A central aim of C&N was to advocate critical and interpretive historical research, and 13 contributions referred to this in various terms, for example: “enriched theoretical perspectives”, “inter-disciplinary methodology”, “alternative perspectives” and “a cross-disciplinary perspective”. Several contributions acknowledged C&N as setting a “research agenda”. Two particular methodological directions that C&N had pointed to were studying accounting in the contexts in which it operated (here we were reinforcing a message advanced by other scholars, including Hopwood, 1983), and ensuring that historical research was firmly grounded in the archive, while what constituted the archive should be understood broadly. These comments attracted 12 and 11 citations respectively. Authors appear to have used the references to C&N to add authority to their approaches.
C&N examined a number of “innovative research methods in accounting history”, including oral history. The authors of 12 contributions cited C&N in highlighting the role and advantages of oral history. Ten of these studies actually used oral history.10 Authors referred to the advantages and potential of oral history, noted its under-utilisation in accounting history, and observed that “critical testimony is silenced forever” (p. 29) with the passing of time. The authors of ten of these 12 contributions also cited H&S in addressing oral history and its use in accounting history. The two articles were typically cited in the same paragraph, thus confirming the complementary nature of these works.
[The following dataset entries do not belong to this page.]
//! Unified error types for the sync core
//!
//! Variants follow the failure taxonomy the orchestrator acts on:
//! transient upstream errors are retried, auth errors abort a single
//! account, shape errors skip a single message, conflicts are benign.

use thiserror::Error;

/// Error type shared by connectors, store adapters and sync services.
///
/// Payloads are plain strings so errors can be cloned into run summaries
/// and serialized for callers.
#[derive(Debug, Clone, Error, PartialEq, Eq)]
pub enum SyncError {
    /// Network hiccup or rate limit upstream. Safe to retry with backoff.
    #[error("Transient upstream error: {0}")]
    TransientUpstream(String),

    /// Credentials rejected by the platform. Fatal for that account only.
    #[error("Upstream authentication error: {0}")]
    UpstreamAuth(String),

    /// Upstream payload did not match the expected shape. The offending
    /// message is skipped, the conversation continues.
    #[error("Malformed upstream data: {0}")]
    DataShape(String),

    /// Unique-key collision at persistence. Handled as update-or-skip.
    #[error("Duplicate key conflict: {0}")]
    Conflict(String),

    #[error("Database error: {0}")]
    Database(String),

    #[error("Blob store error: {0}")]
    Blob(String),

    #[error("Configuration error: {0}")]
    Config(String),

    #[error("Account not found: {0}")]
    AccountNotFound(String),

    #[error("IO error: {0}")]
    Io(String),

    #[error("{0}")]
    Other(String),
}

impl SyncError {
    /// Whether the orchestrator's retry loop may re-attempt the operation.
    pub fn is_transient(&self) -> bool {
        matches!(self, SyncError::TransientUpstream(_))
    }
}

impl From<rusqlite::Error> for SyncError {
    fn from(e: rusqlite::Error) -> Self {
        match &e {
            rusqlite::Error::SqliteFailure(inner, _)
                if inner.code == rusqlite::ErrorCode::ConstraintViolation =>
            {
                SyncError::Conflict(e.to_string())
            }
            _ => SyncError::Database(e.to_string()),
        }
    }
}

impl From<r2d2::Error> for SyncError {
    fn from(e: r2d2::Error) -> Self {
        SyncError::Database(e.to_string())
    }
}

impl From<serde_json::Error> for SyncError {
    fn from(e: serde_json::Error) -> Self {
        SyncError::DataShape(e.to_string())
    }
}

impl From<std::io::Error> for SyncError {
    fn from(e: std::io::Error) -> Self {
        SyncError::Io(e.to_string())
    }
}

impl From<toml::de::Error> for SyncError {
    fn from(e: toml::de::Error) -> Self {
        SyncError::Config(e.to_string())
    }
}

/// Result type alias using SyncError
pub type Result<T> = std::result::Result<T, SyncError>;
The notion of CIAH was introduced in C&N (pp. 27-28), and was later developed as the “CIAH approach . . . to bring together the insights of comparative international accounting and those of historical accounting research” (Carnegie and Napier, 2002, p. 690). Of the 13 contributions identified as making some reference to CIAH, only Carnegie and Napier (2002) actually provided an international historical comparison. The authors of the remaining 12 contributions mainly called for research of the kind they had undertaken to be replicated in other countries or regions to assist in developing a CIAH literature.
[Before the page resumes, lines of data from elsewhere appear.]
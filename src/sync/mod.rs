//! Sync core
//!
//! Pure-logic pieces of the sync pipeline: thread grouping, attachment
//! reconciliation, the identity resolution cascade, the merge transaction,
//! and the per-conversation lock registry. Orchestration lives in
//! `services::sync`.

pub mod attachments;
pub mod grouper;
pub mod locks;
pub mod merge;
pub mod resolver;
//! Render entry point.
//!
//! [`render_node`] is the single recursion used for every node: it serves
//! clean nodes from their cached output (replaying their click regions),
//! and otherwise dispatches to the registered handler or the fallback,
//! storing the fresh output on the node.

use tracing::{debug, trace};

use crate::engine::{Node, RenderKey};
use crate::layout::{line_count, max_line_width, split_lines};
use crate::state::ClickRegion;

use super::context::{ChildPlacement, RenderContext, RenderOverrides, RenderPass, RenderStats};
use super::flow::{content_right_edge, stack_child};
use super::registry::HandlerRegistry;

/// Result of one full pass.
#[derive(Debug, Clone, Default, PartialEq, Eq)]
pub struct RenderOutput {
    /// Lines of each top-level child, indented by its geometry `x`, each
    /// terminated by a newline.
    pub text: String,
    /// Click regions in document order, absolute coordinates.
    pub regions: Vec<ClickRegion>,
    pub stats: RenderStats,
}

/// Renders trees with a borrowed handler table.
#[derive(Debug, Clone, Copy)]
pub struct Renderer<'h> {
    handlers: &'h HandlerRegistry,
}

impl<'h> Renderer<'h> {
    pub fn new(handlers: &'h HandlerRegistry) -> Self {
        Self { handlers }
    }

    /// Run one pass over `root`.
    ///
    /// Dirty flags are reconciled first, so mutations made through the node
    /// API since the last pass are picked up without any further
    /// bookkeeping. The collected regions are also stored on the root.
    pub fn render(&self, root: &mut Node) -> RenderOutput {
        root.reconcile_dirty();

        let mut pass = RenderPass::new(self.handlers);
        pass.tracker.start_tracking();

        let mut lines: Vec<String> = Vec::new();
        if root.children().is_empty() {
            let placement = ChildPlacement::default();
            let out = render_node(&mut pass, root, placement, 0, RenderOverrides::default());
            lines.extend(split_lines(&out).into_iter().map(str::to_string));
        } else {
            let origin = root.metrics().map_or((0, 0), |m| (m.x, m.y));
            let mut ctx = RenderContext::new(root, &mut pass, origin, 0, false, RenderOverrides::default());
            let right_edge = content_right_edge(&ctx);
            for i in 0..ctx.children().len() {
                let y = lines.len().min(u16::MAX as usize) as u16;
                if let Some(child_lines) = stack_child(&mut ctx, i, y, right_edge) {
                    lines.extend(child_lines);
                }
            }
        }

        let mut text = lines.join("\n");
        if !lines.is_empty() {
            text.push('\n');
        }

        let regions = pass.tracker.stop_tracking();
        root.render.click_regions = regions.clone();
        if !root.children().is_empty() {
            root.render.store(text.clone(), RenderKey::default(), Vec::new());
        }

        debug!(
            fresh = pass.stats.fresh_renders,
            cached = pass.stats.cache_hits,
            regions = regions.len(),
            "render pass complete"
        );

        RenderOutput {
            text,
            regions,
            stats: pass.stats,
        }
    }

    /// Run a pass and keep only the text.
    pub fn render_text(&self, root: &mut Node) -> String {
        self.render(root).text
    }
}

/// Region for a clickable node, sized from geometry or, without geometry,
/// from the shape of its output.
fn own_region(node: &Node, output: &str, x: u16, y: u16, depth: usize) -> Option<ClickRegion> {
    let component_id = node.click_id()?;
    let (width, height) = match node.metrics() {
        Some(m) => (m.width, m.height),
        None => (
            max_line_width(output).min(u16::MAX as usize) as u16,
            line_count(output).min(u16::MAX as usize) as u16,
        ),
    };
    Some(ClickRegion {
        component_id: component_id.to_string(),
        x,
        y,
        width,
        height,
        depth,
        node_type: node.node_type().to_string(),
    })
}

/// Render one node (memoized).
pub(crate) fn render_node(
    pass: &mut RenderPass<'_>,
    node: &mut Node,
    placement: ChildPlacement,
    depth: usize,
    overrides: RenderOverrides,
) -> String {
    if node.is_comment() {
        return String::new();
    }

    let metrics = node.metrics();
    let abs_x = placement
        .parent_abs_x
        .saturating_add(metrics.map_or(0, |m| m.x));
    let abs_y = placement.parent_abs_y.saturating_add(placement.y_offset);
    let key = RenderKey {
        width: overrides.width,
        target_height: overrides.target_height,
        size: metrics.map(|m| (m.width, m.height)),
    };

    if node.render.is_reusable(&key) {
        pass.stats.cache_hits += 1;
        trace!(node_type = node.node_type(), depth, "render cache hit");

        let output = node.render.cached_output.clone().unwrap_or_default();
        if let Some(region) = own_region(node, &output, abs_x, abs_y, depth) {
            pass.tracker.register_region(region);
        }
        for region in &node.render.cached_regions {
            pass.tracker.register_region(region.offset_by(abs_x, abs_y, depth));
        }
        return output;
    }

    pass.stats.fresh_renders += 1;
    let mark = pass.tracker.mark();
    let handlers: &HandlerRegistry = pass.handlers;
    let handler = handlers.get(node.node_type());
    if handler.is_none() {
        pass.stats.fallbacks += 1;
    }

    let output = {
        let mut ctx = RenderContext::new(node, pass, (abs_x, abs_y), depth, placement.in_row, overrides);
        match handler {
            Some(handler) => handler.render(&mut ctx),
            None => render_fallback(&mut ctx),
        }
    };

    let descendants: Vec<ClickRegion> = pass
        .tracker
        .since(mark)
        .iter()
        .map(|r| r.relative_to(abs_x, abs_y, depth))
        .collect();
    if let Some(region) = own_region(node, &output, abs_x, abs_y, depth) {
        pass.tracker.insert_region(mark, region);
    }

    node.render.store(output.clone(), key, descendants);
    output
}

/// Children concatenated in order, or the literal text of a leaf.
fn render_fallback(ctx: &mut RenderContext<'_, '_>) -> String {
    if ctx.children().is_empty() {
        return ctx.text().unwrap_or_default().to_string();
    }

    let mut out = String::new();
    for i in 0..ctx.children().len() {
        let y = out.matches('\n').count().min(u16::MAX as usize) as u16;
        let placement = ctx.column_slot(y);
        out.push_str(&ctx.render_child(i, placement));
    }
    out
}

#[cfg(test)]
mod tests {
    use super::*;
    use crate::layout::LayoutMetrics;

    #[test]
    fn test_fallback_renders_text_and_children() {
        let registry = HandlerRegistry::new();
        let renderer = Renderer::new(&registry);

        let mut root = Node::new("app").with_child(
            Node::new("group")
                .with_child(Node::new("label").with_text("a"))
                .with_child(Node::new("label").with_text("b")),
        );
        let out = renderer.render(&mut root);
        assert_eq!(out.text, "ab\n");
        assert_eq!(out.stats.fallbacks, 3);
    }

    #[test]
    fn test_custom_handler_receives_context() {
        let mut registry = HandlerRegistry::new();
        registry.register_fn("badge", |ctx| {
            let (x, y) = ctx.absolute_position();
            format!("[{}@{x},{y} d{}]", ctx.text().unwrap_or(""), ctx.depth())
        });
        let renderer = Renderer::new(&registry);

        let mut root = Node::new("root")
            .with_child(Node::new("badge").with_text("a"))
            .with_child(Node::new("badge").with_text("b").with_metrics(LayoutMetrics::new(4, 0, 3, 1)));
        assert_eq!(renderer.render_text(&mut root), "[a@0,0 d1]\n    [b@4,1 d1]\n");
    }

    #[test]
    fn test_comments_render_nothing() {
        let registry = HandlerRegistry::with_defaults();
        let renderer = Renderer::new(&registry);
        let mut root = Node::column([Node::comment("hidden"), Node::text("shown")]);
        assert_eq!(renderer.render_text(&mut root), "shown\n");
    }

    #[test]
    fn test_childless_root_renders_itself() {
        let registry = HandlerRegistry::with_defaults();
        let renderer = Renderer::new(&registry);
        let mut root = Node::text("solo");
        assert_eq!(renderer.render_text(&mut root), "solo\n");
    }

    #[test]
    fn test_empty_tree() {
        let registry = HandlerRegistry::with_defaults();
        let renderer = Renderer::new(&registry);
        let mut root = Node::column([]);
        let out = renderer.render(&mut root);
        assert_eq!(out.text, "");
        assert!(out.regions.is_empty());
    }

    #[test]
    fn test_second_pass_is_served_from_cache() {
        let registry = HandlerRegistry::with_defaults();
        let renderer = Renderer::new(&registry);
        let mut root = Node::column([Node::column([Node::text("a"), Node::text("b")])]);

        let first = renderer.render(&mut root);
        let second = renderer.render(&mut root);
        assert_eq!(first.text, second.text);
        assert_eq!(second.stats.fresh_renders, 0);
        assert_eq!(second.stats.cache_hits, 1);
    }

    #[test]
    fn test_override_change_misses_cache() {
        let registry = HandlerRegistry::with_defaults();
        let mut pass = RenderPass::new(&registry);
        let mut node = Node::text("hello world");

        let narrow = render_node(&mut pass, &mut node, ChildPlacement::default(), 1, RenderOverrides::width(5));
        let wide = render_node(&mut pass, &mut node, ChildPlacement::default(), 1, RenderOverrides::width(20));
        assert_eq!(narrow, "hello\nworld");
        assert_eq!(wide, "hello world");
        assert_eq!(pass.stats.fresh_renders, 2);
    }
}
Noting accounting historians’ traditional focus on the private sector, C&N located the emerging interest in historical studies of public sector accounting as a part of wider investigations in various countries into the adequacy of public sector accounting and financial management. The authors of eight of the 13 contributions that cited C&N on the subject of public sector accounting commented on the “historical imbalance” (p. 26) of private and public sector accounting research or on the under-researched state of accounting’s past in the public sector. Several authors referred to the availability of primary archive materials in the public sector, where policies for preserving records tend to be more formal than in the private sector.
The authors of five of the 12 contributions on institutional history cited C&N on the concept of professionalisation in writing histories of accounting associations, studying the founders of professional bodies, and investigating how such bodies seek to develop or control accounting knowledge. The authors of three other contributions referred to the call by C&N for historical studies into the development of conceptual frameworks for financial reporting, with emphasis on reforming public sector accounting, particularly the adoption of full accrual accounting from the early to mid 1980s.11 Two contributions referred to the pitfalls of histories of accounting firms written “from the inside” (p. 24).
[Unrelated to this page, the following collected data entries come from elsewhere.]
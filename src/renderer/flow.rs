//! Flow Composer - row and column composition.
//!
//! Turns a container's children plus their geometry into one multi-line
//! string. Children are rendered through the context so each recursion
//! carries its absolute position (for click regions) and any width/height
//! constraint as an explicit per-call override.
//!
//! Rows place children by geometry `x`, measuring what was written in
//! display columns so wide glyphs and ANSI styling do not skew alignment.
//! Wrapped rows are split into bands by non-overlapping vertical extents and
//! each band is composed on its own. Columns stack children top to bottom
//! with `gap` blank lines in between.

use std::borrow::Cow;
use std::iter::repeat_n;

use crate::engine::{kind, Node, Props};
use crate::layout::{display_width, fit_height, fit_width, join_lines, split_lines, truncate_to_width};

use super::context::{RenderContext, RenderOverrides};

// =============================================================================
// Shared
// =============================================================================

/// Effective `(top, bottom)` padding. Per-side values win over `padding`.
pub fn vertical_padding(props: &Props) -> (u16, u16) {
    let shared = props.cells("padding").unwrap_or(0);
    (
        props.cells("paddingTop").unwrap_or(shared),
        props.cells("paddingBottom").unwrap_or(shared),
    )
}

/// Right edge of the content box, from the effective width less right
/// padding. `paddingRight` wins over `padding`.
pub(crate) fn content_right_edge(ctx: &RenderContext<'_, '_>) -> Option<u16> {
    let props = ctx.props();
    let right = props
        .cells("paddingRight")
        .or_else(|| props.cells("padding"))
        .unwrap_or(0);
    ctx.effective_width().map(|w| w.saturating_sub(right))
}

/// Wrap a body in padding lines and fit it to a target height.
fn finish(body: Vec<String>, top: u16, bottom: u16, target_height: Option<u16>) -> String {
    let mut lines = Vec::with_capacity(body.len() + top as usize + bottom as usize);
    lines.extend(repeat_n(String::new(), top as usize));
    lines.extend(body);
    lines.extend(repeat_n(String::new(), bottom as usize));
    if let Some(h) = target_height {
        fit_height(&mut lines, h as usize);
    }
    join_lines(&lines)
}

fn owned_lines(block: &str) -> Vec<String> {
    split_lines(block).into_iter().map(str::to_string).collect()
}

// =============================================================================
// Row
// =============================================================================

/// Children sharing one visual line of a wrapped row.
#[derive(Debug, Clone, PartialEq, Eq)]
struct Band {
    items: Vec<usize>,
    top: u16,
    bottom: u16,
}

/// Group items into bands of overlapping vertical extent, in ascending `y`.
fn group_bands(children: &[Node], items: &[usize]) -> Vec<Band> {
    let mut extents: Vec<(usize, u16, u16)> = items
        .iter()
        .map(|&i| {
            let m = children[i].metrics().unwrap_or_default();
            (i, m.y, m.bottom())
        })
        .collect();
    extents.sort_by_key(|&(_, top, _)| top);

    let mut bands: Vec<Band> = Vec::new();
    for (i, top, bottom) in extents {
        match bands.last_mut() {
            Some(band) if top < band.bottom || top == band.top => {
                band.items.push(i);
                band.bottom = band.bottom.max(bottom);
            }
            _ => bands.push(Band {
                items: vec![i],
                top,
                bottom,
            }),
        }
    }
    bands
}

/// Whether a row child is composed at exactly its geometry width.
fn row_constrains_width(child: &Node) -> bool {
    child.is_kind(kind::COLUMN)
        || child.is_kind(kind::BOX)
        || child.props().contains("flex")
        || child.props().contains("width")
}

struct RowCell {
    x: Option<u16>,
    width: Option<u16>,
    lines: Vec<String>,
}

/// Compose one band left to right, returning its lines.
fn compose_band(ctx: &mut RenderContext<'_, '_>, items: &[usize], y_offset: u16) -> Vec<String> {
    let mut order = items.to_vec();
    order.sort_by_key(|&i| ctx.children()[i].metrics().map_or(0, |m| m.x));

    let mut cells = Vec::with_capacity(order.len());
    for i in order {
        let child = &ctx.children()[i];
        let metrics = child.metrics();
        let width = if row_constrains_width(child) {
            metrics.map(|m| m.width)
        } else {
            None
        };

        let placement = ctx.row_slot(y_offset);
        let output = ctx.render_child_with(
            i,
            placement,
            RenderOverrides {
                width,
                target_height: None,
            },
        );
        cells.push(RowCell {
            x: metrics.map(|m| m.x),
            width,
            lines: owned_lines(&output),
        });
    }

    let height = cells.iter().map(|c| c.lines.len()).max().unwrap_or(0);
    let last = cells.len().saturating_sub(1);

    (0..height)
        .map(|row| {
            let mut line = String::new();
            let mut cursor = 0usize;
            for (k, cell) in cells.iter().enumerate() {
                if let Some(x) = cell.x.map(usize::from) {
                    if x > cursor {
                        line.extend(repeat_n(' ', x - cursor));
                        cursor = x;
                    }
                }
                let raw = cell.lines.get(row).map(String::as_str).unwrap_or("");
                let segment: Cow<'_, str> = match cell.width.map(usize::from) {
                    Some(w) if k < last => Cow::Owned(fit_width(raw, w)),
                    Some(w) => truncate_to_width(raw, w),
                    None => Cow::Borrowed(raw),
                };
                cursor += display_width(&segment);
                line.push_str(&segment);
            }
            line
        })
        .collect()
}

/// Horizontal composition.
pub fn compose_row(ctx: &mut RenderContext<'_, '_>) -> String {
    let (top, bottom) = vertical_padding(ctx.props());
    let wraps = matches!(ctx.props().string("flexWrap"), Some("wrap" | "wrap-reverse"))
        || ctx.props().flag("responsive");

    let items: Vec<usize> = ctx
        .children()
        .iter()
        .enumerate()
        .filter(|(_, c)| !c.is_comment())
        .map(|(i, _)| i)
        .collect();

    let bands = if wraps {
        group_bands(ctx.children(), &items)
    } else {
        Vec::new()
    };

    let body = if bands.len() <= 1 {
        compose_band(ctx, &items, top)
    } else {
        let mut body = Vec::new();
        let mut y = top;
        let mut prev_bottom: Option<u16> = None;
        for band in bands {
            if let Some(prev) = prev_bottom {
                let spacing = band.top.saturating_sub(prev);
                body.extend(repeat_n(String::new(), spacing as usize));
                y = y.saturating_add(spacing);
            }
            let lines = compose_band(ctx, &band.items, y);
            y = y.saturating_add(lines.len() as u16);
            prev_bottom = Some(band.bottom);
            body.extend(lines);
        }
        body
    };

    finish(body, top, bottom, ctx.target_height())
}

// =============================================================================
// Column
// =============================================================================

/// Render child `i` of `ctx` as one entry of a vertical stack, `y` lines
/// below the top of `ctx`.
///
/// `right_edge` is the column's content right edge; children without an
/// explicit `width` are composed out to it. Returns the child's lines
/// indented by its geometry `x`, or `None` for comments.
pub(crate) fn stack_child(
    ctx: &mut RenderContext<'_, '_>,
    i: usize,
    y: u16,
    right_edge: Option<u16>,
) -> Option<Vec<String>> {
    let child = ctx.children().get(i)?;
    if child.is_comment() {
        return None;
    }
    let metrics = child.metrics();
    let props = child.props();
    let x = metrics.map_or(0, |m| m.x);

    let width = if props.contains("width") {
        None
    } else {
        right_edge.map(|edge| edge.saturating_sub(x))
    };

    let constrained = props.contains("flex")
        || props.contains("flexGrow")
        || props.contains("height")
        || child.is_kind(kind::COLUMN)
        || child.is_kind(kind::ROW);
    let inject = constrained && (child.is_kind(kind::BOX) || child.is_kind(kind::ROW));
    let target = if constrained {
        metrics.map(|m| m.height)
    } else {
        None
    };

    let placement = ctx.column_slot(y);
    let output = ctx.render_child_with(
        i,
        placement,
        RenderOverrides {
            width,
            target_height: if inject { target } else { None },
        },
    );

    let mut lines = owned_lines(&output);
    if let Some(h) = target {
        fit_height(&mut lines, h as usize);
    }
    if x > 0 {
        let indent = " ".repeat(x as usize);
        for line in lines.iter_mut().filter(|l| !l.is_empty()) {
            line.insert_str(0, &indent);
        }
    }
    Some(lines)
}

/// Vertical composition.
pub fn compose_column(ctx: &mut RenderContext<'_, '_>) -> String {
    let (top, bottom) = vertical_padding(ctx.props());
    let gap = ctx
        .props()
        .cells("rowGap")
        .or_else(|| ctx.props().cells("gap"))
        .unwrap_or(0) as usize;
    let right_edge = content_right_edge(ctx);

    let mut y = top as usize;
    let mut blocks: Vec<Vec<String>> = Vec::new();

    for i in 0..ctx.children().len() {
        let at = y.min(u16::MAX as usize) as u16;
        let Some(lines) = stack_child(ctx, i, at, right_edge) else {
            continue;
        };
        if lines.is_empty() {
            continue;
        }
        y += lines.len() + gap;
        blocks.push(lines);
    }

    let mut body = Vec::new();
    for (k, block) in blocks.into_iter().enumerate() {
        if k > 0 {
            body.extend(repeat_n(String::new(), gap));
        }
        body.extend(block);
    }

    finish(body, top, bottom, ctx.target_height())
}

#[cfg(test)]
mod tests {
    use super::*;
    use crate::layout::LayoutMetrics;

    fn boxed_at(x: u16, y: u16, w: u16, h: u16) -> Node {
        Node::boxed([]).with_metrics(LayoutMetrics::new(x, y, w, h))
    }

    #[test]
    fn test_vertical_padding_overrides() {
        let mut props = Props::new();
        assert_eq!(vertical_padding(&props), (0, 0));
        props.set("padding", 2);
        assert_eq!(vertical_padding(&props), (2, 2));
        props.set("paddingBottom", 0);
        assert_eq!(vertical_padding(&props), (2, 0));
    }

    #[test]
    fn test_group_bands_same_y() {
        let children = vec![boxed_at(0, 0, 3, 1), boxed_at(3, 0, 3, 1), boxed_at(6, 0, 3, 1)];
        let bands = group_bands(&children, &[0, 1, 2]);
        assert_eq!(bands.len(), 1);
        assert_eq!(bands[0].items, vec![0, 1, 2]);
    }

    #[test]
    fn test_group_bands_distinct_y_sorted() {
        let children = vec![boxed_at(0, 4, 3, 2), boxed_at(0, 0, 3, 2), boxed_at(0, 2, 3, 2)];
        let bands = group_bands(&children, &[0, 1, 2]);
        let order: Vec<Vec<usize>> = bands.iter().map(|b| b.items.clone()).collect();
        assert_eq!(order, vec![vec![1], vec![2], vec![0]]);
    }

    #[test]
    fn test_group_bands_overlap_merges() {
        let children = vec![boxed_at(0, 0, 3, 3), boxed_at(3, 1, 3, 1), boxed_at(0, 3, 3, 1)];
        let bands = group_bands(&children, &[0, 1, 2]);
        assert_eq!(bands.len(), 2);
        assert_eq!(bands[0].items, vec![0, 1]);
        assert_eq!((bands[0].top, bands[0].bottom), (0, 3));
    }

    #[test]
    fn test_group_bands_zero_height() {
        let children = vec![boxed_at(0, 1, 2, 0), boxed_at(2, 1, 2, 0)];
        assert_eq!(group_bands(&children, &[0, 1]).len(), 1);
    }

    #[test]
    fn test_finish_padding_only() {
        assert_eq!(finish(Vec::new(), 0, 0, None), "");
        assert_eq!(finish(Vec::new(), 1, 0, None), "\n");
        assert_eq!(finish(Vec::new(), 0, 0, Some(1)), "\n");
        assert_eq!(finish(Vec::new(), 1, 2, None), "\n\n\n");
        assert_eq!(finish(vec!["a".into()], 1, 1, None), "\na\n\n");
        assert_eq!(finish(vec!["a".into(), "b".into()], 0, 0, Some(1)), "a");
    }

    #[test]
    fn test_row_width_constraint_rules() {
        assert!(row_constrains_width(&Node::column([])));
        assert!(row_constrains_width(&Node::boxed([])));
        assert!(row_constrains_width(&Node::text("x").with_prop("width", 3)));
        assert!(row_constrains_width(&Node::text("x").with_prop("flex", 1)));
        assert!(!row_constrains_width(&Node::text("x")));
        assert!(!row_constrains_width(&Node::row([])));
    }
}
Generally, then, citations to C&N present the paper as a point of reference that provided justification for a particular methodological stance or choice of research topic. In the minds of authors, C&N appears to have been a source of validation for their work, lending credibility to their research. Few of the citations were overtly critical, although Walker (2008) hinted that the paper (indeed the whole special issue) was insufficiently controversial. In a paper published after we undertook our citation analysis, Gaffikin (2011) has implicitly criticised our emphasis on archival research, linking this to “naïve empiricism” and even “arch conservative historians”.
Of the subjects identified in Table 2, the use of the eight themes addressed in C&N as a taxonomy in conducting literature-based studies is of particular interest in considering impacts and occurred in four contributions (Carnegie and Potter, 2000; Carmona, 2006; Williams and Wines, 2006; Faria, 2008). The authors involved used the themes for classifying components of the accounting history literature in their studies of publication patterns, which tended to focus on the quantitative distribution of publications across the various themes. In the next section, we follow up each of the eight themes by identifying and briefly commenting on some significant contributions to the historical accounting literature since the mid-1990s. In reviewing publications within the eight themes, we have not restricted ourselves to those that cited papers in the special issue, but have surveyed the literature more broadly. We also acknowledge that the historical accounting literature of the last 15 years or so has ranged more widely than the eight themes that we identified in C&N.